WHAT YOU NEED TO DO — Reproduce all of the data, making sure that no line differs from the original.

EXTRACTED MATERIAL —
┄┄┄┄┄┄┄┄┄┄┄┄┄┄┄┄┄┄┄┄

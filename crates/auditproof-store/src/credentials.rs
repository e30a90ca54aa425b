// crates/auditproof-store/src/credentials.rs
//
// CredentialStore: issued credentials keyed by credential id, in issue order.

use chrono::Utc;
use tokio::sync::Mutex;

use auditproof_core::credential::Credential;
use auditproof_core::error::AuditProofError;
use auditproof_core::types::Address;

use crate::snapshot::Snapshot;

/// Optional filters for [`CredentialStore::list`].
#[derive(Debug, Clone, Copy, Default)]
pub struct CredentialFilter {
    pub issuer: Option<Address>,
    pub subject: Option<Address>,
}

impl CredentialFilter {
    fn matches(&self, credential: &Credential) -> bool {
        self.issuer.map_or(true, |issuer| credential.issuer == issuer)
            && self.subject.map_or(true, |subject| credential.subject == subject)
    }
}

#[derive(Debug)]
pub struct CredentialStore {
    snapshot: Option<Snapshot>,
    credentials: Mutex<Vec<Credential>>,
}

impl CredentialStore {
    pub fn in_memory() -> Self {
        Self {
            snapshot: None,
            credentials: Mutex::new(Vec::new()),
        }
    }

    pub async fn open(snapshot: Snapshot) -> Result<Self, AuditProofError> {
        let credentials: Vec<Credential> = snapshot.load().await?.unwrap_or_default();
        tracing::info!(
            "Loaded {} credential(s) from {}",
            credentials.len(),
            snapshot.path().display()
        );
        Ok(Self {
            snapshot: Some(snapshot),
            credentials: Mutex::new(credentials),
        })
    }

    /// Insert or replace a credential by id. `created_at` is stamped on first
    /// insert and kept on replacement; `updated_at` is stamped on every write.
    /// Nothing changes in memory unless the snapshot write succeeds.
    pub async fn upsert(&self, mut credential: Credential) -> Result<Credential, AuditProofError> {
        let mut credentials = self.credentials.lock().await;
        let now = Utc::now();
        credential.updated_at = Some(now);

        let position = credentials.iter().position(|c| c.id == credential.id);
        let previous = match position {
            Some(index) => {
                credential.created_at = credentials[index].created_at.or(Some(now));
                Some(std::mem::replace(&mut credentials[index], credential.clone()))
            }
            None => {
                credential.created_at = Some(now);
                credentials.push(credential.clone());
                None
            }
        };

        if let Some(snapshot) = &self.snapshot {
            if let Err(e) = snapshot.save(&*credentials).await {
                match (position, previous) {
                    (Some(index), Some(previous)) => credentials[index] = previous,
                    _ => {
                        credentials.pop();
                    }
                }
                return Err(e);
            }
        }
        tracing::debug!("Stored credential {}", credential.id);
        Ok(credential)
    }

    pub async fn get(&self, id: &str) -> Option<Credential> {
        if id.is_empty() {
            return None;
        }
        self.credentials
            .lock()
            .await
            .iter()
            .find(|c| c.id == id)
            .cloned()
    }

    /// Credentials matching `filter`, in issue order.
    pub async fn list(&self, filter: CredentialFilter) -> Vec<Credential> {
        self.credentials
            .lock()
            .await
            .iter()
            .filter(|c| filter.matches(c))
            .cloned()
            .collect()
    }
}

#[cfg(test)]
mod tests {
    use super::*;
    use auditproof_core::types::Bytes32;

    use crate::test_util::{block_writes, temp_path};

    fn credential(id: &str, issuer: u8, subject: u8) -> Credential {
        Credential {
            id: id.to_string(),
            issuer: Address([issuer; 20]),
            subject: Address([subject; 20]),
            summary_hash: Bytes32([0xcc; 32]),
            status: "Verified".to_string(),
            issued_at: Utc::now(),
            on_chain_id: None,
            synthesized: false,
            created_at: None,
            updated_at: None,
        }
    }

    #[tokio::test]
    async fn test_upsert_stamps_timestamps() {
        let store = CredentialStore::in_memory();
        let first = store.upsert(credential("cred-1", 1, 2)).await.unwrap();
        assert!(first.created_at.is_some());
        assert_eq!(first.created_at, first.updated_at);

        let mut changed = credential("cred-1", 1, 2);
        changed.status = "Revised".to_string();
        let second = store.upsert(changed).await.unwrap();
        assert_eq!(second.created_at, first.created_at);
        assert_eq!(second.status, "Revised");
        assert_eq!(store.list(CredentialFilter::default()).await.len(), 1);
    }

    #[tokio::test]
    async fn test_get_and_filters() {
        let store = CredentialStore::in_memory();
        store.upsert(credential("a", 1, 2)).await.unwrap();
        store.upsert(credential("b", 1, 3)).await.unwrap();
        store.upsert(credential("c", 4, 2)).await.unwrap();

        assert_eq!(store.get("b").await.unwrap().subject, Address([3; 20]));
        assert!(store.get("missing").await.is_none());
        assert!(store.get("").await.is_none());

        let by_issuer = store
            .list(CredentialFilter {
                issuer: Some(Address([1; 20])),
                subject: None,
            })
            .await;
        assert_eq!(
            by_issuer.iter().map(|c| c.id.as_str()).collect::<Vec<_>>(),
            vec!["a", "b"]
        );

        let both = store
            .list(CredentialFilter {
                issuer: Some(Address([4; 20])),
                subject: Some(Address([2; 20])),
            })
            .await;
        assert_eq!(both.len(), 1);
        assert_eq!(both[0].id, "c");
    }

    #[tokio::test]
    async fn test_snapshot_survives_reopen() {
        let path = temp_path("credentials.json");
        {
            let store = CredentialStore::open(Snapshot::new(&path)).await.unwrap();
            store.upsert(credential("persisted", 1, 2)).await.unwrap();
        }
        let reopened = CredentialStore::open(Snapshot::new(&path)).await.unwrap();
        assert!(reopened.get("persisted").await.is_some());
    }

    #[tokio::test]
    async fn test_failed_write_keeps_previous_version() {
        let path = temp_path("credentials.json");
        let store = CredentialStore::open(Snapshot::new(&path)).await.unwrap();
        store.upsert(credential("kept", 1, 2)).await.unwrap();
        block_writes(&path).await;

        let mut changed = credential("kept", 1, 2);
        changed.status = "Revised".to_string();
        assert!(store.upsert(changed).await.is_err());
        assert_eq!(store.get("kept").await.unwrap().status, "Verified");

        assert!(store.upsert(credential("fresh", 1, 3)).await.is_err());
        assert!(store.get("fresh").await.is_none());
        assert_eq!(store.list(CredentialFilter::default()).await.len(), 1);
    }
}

┄┄┄┄┄┄┄┄┄┄┄┄┄┄┄┄┄┄┄┄

SOLVED EXERCISE —
filename crates/auditproof-store/src/credentials.rs
repository e30a90ca54aa425b
// crates/auditproof-store/src/credentials.rs
//
// CredentialStore: issued credentials keyed by credential id, in issue order.

use chrono::Utc;
use tokio::sync::Mutex;

use auditproof_core::credential::Credential;
use auditproof_core::error::AuditProofError;
use auditproof_core::types::Address;

use crate::snapshot::Snapshot;

/// Optional filters for [`CredentialStore::list`].
#[derive(Debug, Clone, Copy, Default)]
pub struct CredentialFilter {
    pub issuer: Option<Address>,
    pub subject: Option<Address>,
}

impl CredentialFilter {
    fn matches(&self, credential: &Credential) -> bool {
        self.issuer.map_or(true, |issuer| credential.issuer == issuer)
            && self.subject.map_or(true, |subject| credential.subject == subject)
    }
}

#[derive(Debug)]
pub struct CredentialStore {
    snapshot: Option<Snapshot>,
    credentials: Mutex<Vec<Credential>>,
}

impl CredentialStore {
    pub fn in_memory() -> Self {
        Self {
            snapshot: None,
            credentials: Mutex::new(Vec::new()),
        }
    }

    pub async fn open(snapshot: Snapshot) -> Result<Self, AuditProofError> {
        let credentials: Vec<Credential> = snapshot.load().await?.unwrap_or_default();
        tracing::info!(
            "Loaded {} credential(s) from {}",
            credentials.len(),
            snapshot.path().display()
        );
        Ok(Self {
            snapshot: Some(snapshot),
            credentials: Mutex::new(credentials),
        })
    }

    /// Insert or replace a credential by id. `created_at` is stamped on first
    /// insert and kept on replacement; `updated_at` is stamped on every write.
    /// Nothing changes in memory unless the snapshot write succeeds.
    pub async fn upsert(&self, mut credential: Credential) -> Result<Credential, AuditProofError> {
        let mut credentials = self.credentials.lock().await;
        let now = Utc::now();
        credential.updated_at = Some(now);

        let position = credentials.iter().position(|c| c.id == credential.id);
        let previous = match position {
            Some(index) => {
                credential.created_at = credentials[index].created_at.or(Some(now));
                Some(std::mem::replace(&mut credentials[index], credential.clone()))
            }
            None => {
                credential.created_at = Some(now);
                credentials.push(credential.clone());
                None
            }
        };

        if let Some(snapshot) = &self.snapshot {
            if let Err(e) = snapshot.save(&*credentials).await {
                match (position, previous) {
                    (Some(index), Some(previous)) => credentials[index] = previous,
                    _ => {
                        credentials.pop();
                    }
                }
                return Err(e);
            }
        }
        tracing::debug!("Stored credential {}", credential.id);
        Ok(credential)
    }

    pub async fn get(&self, id: &str) -> Option<Credential> {
        if id.is_empty() {
            return None;
        }
        self.credentials
            .lock()
            .await
            .iter()
            .find(|c| c.id == id)
            .cloned()
    }

    /// Credentials matching `filter`, in issue order.
    pub async fn list(&self, filter: CredentialFilter) -> Vec<Credential> {
        self.credentials
            .lock()
            .await
            .iter()
            .filter(|c| filter.matches(c))
            .cloned()
            .collect()
    }
}

#[cfg(test)]
mod tests {
    use super::*;
    use auditproof_core::types::Bytes32;

    use crate::test_util::{block_writes, temp_path};

    fn credential(id: &str, issuer: u8, subject: u8) -> Credential {
        Credential {
            id: id.to_string(),
            issuer: Address([issuer; 20]),
            subject: Address([subject; 20]),
            summary_hash: Bytes32([0xcc; 32]),
            status: "Verified".to_string(),
            issued_at: Utc::now(),
            on_chain_id: None,
            synthesized: false,
            created_at: None,
            updated_at: None,
        }
    }

    #[tokio::test]
    async fn test_upsert_stamps_timestamps() {
        let store = CredentialStore::in_memory();
        let first = store.upsert(credential("cred-1", 1, 2)).await.unwrap();
        assert!(first.created_at.is_some());
        assert_eq!(first.created_at, first.updated_at);

        let mut changed = credential("cred-1", 1, 2);
        changed.status = "Revised".to_string();
        let second = store.upsert(changed).await.unwrap();
        assert_eq!(second.created_at, first.created_at);
        assert_eq!(second.status, "Revised");
        assert_eq!(store.list(CredentialFilter::default()).await.len(), 1);
    }

    #[tokio::test]
    async fn test_get_and_filters() {
        let store = CredentialStore::in_memory();
        store.upsert(credential("a", 1, 2)).await.unwrap();
        store.upsert(credential("b", 1, 3)).await.unwrap();
        store.upsert(credential("c", 4, 2)).await.unwrap();

        assert_eq!(store.get("b").await.unwrap().subject, Address([3; 20]));
        assert!(store.get("missing").await.is_none());
        assert!(store.get("").await.is_none());

        let by_issuer = store
            .list(CredentialFilter {
                issuer: Some(Address([1; 20])),
                subject: None,
            })
            .await;
        assert_eq!(
            by_issuer.iter().map(|c| c.id.as_str()).collect::<Vec<_>>(),
            vec!["a", "b"]
        );

        let both = store
            .list(CredentialFilter {
                issuer: Some(Address([4; 20])),
                subject: Some(Address([2; 20])),
            })
            .await;
        assert_eq!(both.len(), 1);
        assert_eq!(both[0].id, "c");
    }

    #[tokio::test]
    async fn test_snapshot_survives_reopen() {
        let path = temp_path("credentials.json");
        {
            let store = CredentialStore::open(Snapshot::new(&path)).await.unwrap();
            store.upsert(credential("persisted", 1, 2)).await.unwrap();
        }
        let reopened = CredentialStore::open(Snapshot::new(&path)).await.unwrap();
        assert!(reopened.get("persisted").await.is_some());
    }

    #[tokio::test]
    async fn test_failed_write_keeps_previous_version() {
        let path = temp_path("credentials.json");
        let store = CredentialStore::open(Snapshot::new(&path)).await.unwrap();
        store.upsert(credential("kept", 1, 2)).await.unwrap();
        block_writes(&path).await;

        let mut changed = credential("kept", 1, 2);
        changed.status = "Revised".to_string();
        assert!(store.upsert(changed).await.is_err());
        assert_eq!(store.get("kept").await.unwrap().status, "Verified");

        assert!(store.upsert(credential("fresh", 1, 3)).await.is_err());
        assert!(store.get("fresh").await.is_none());
        assert_eq!(store.list(CredentialFilter::default()).await.len(), 1);
    }
}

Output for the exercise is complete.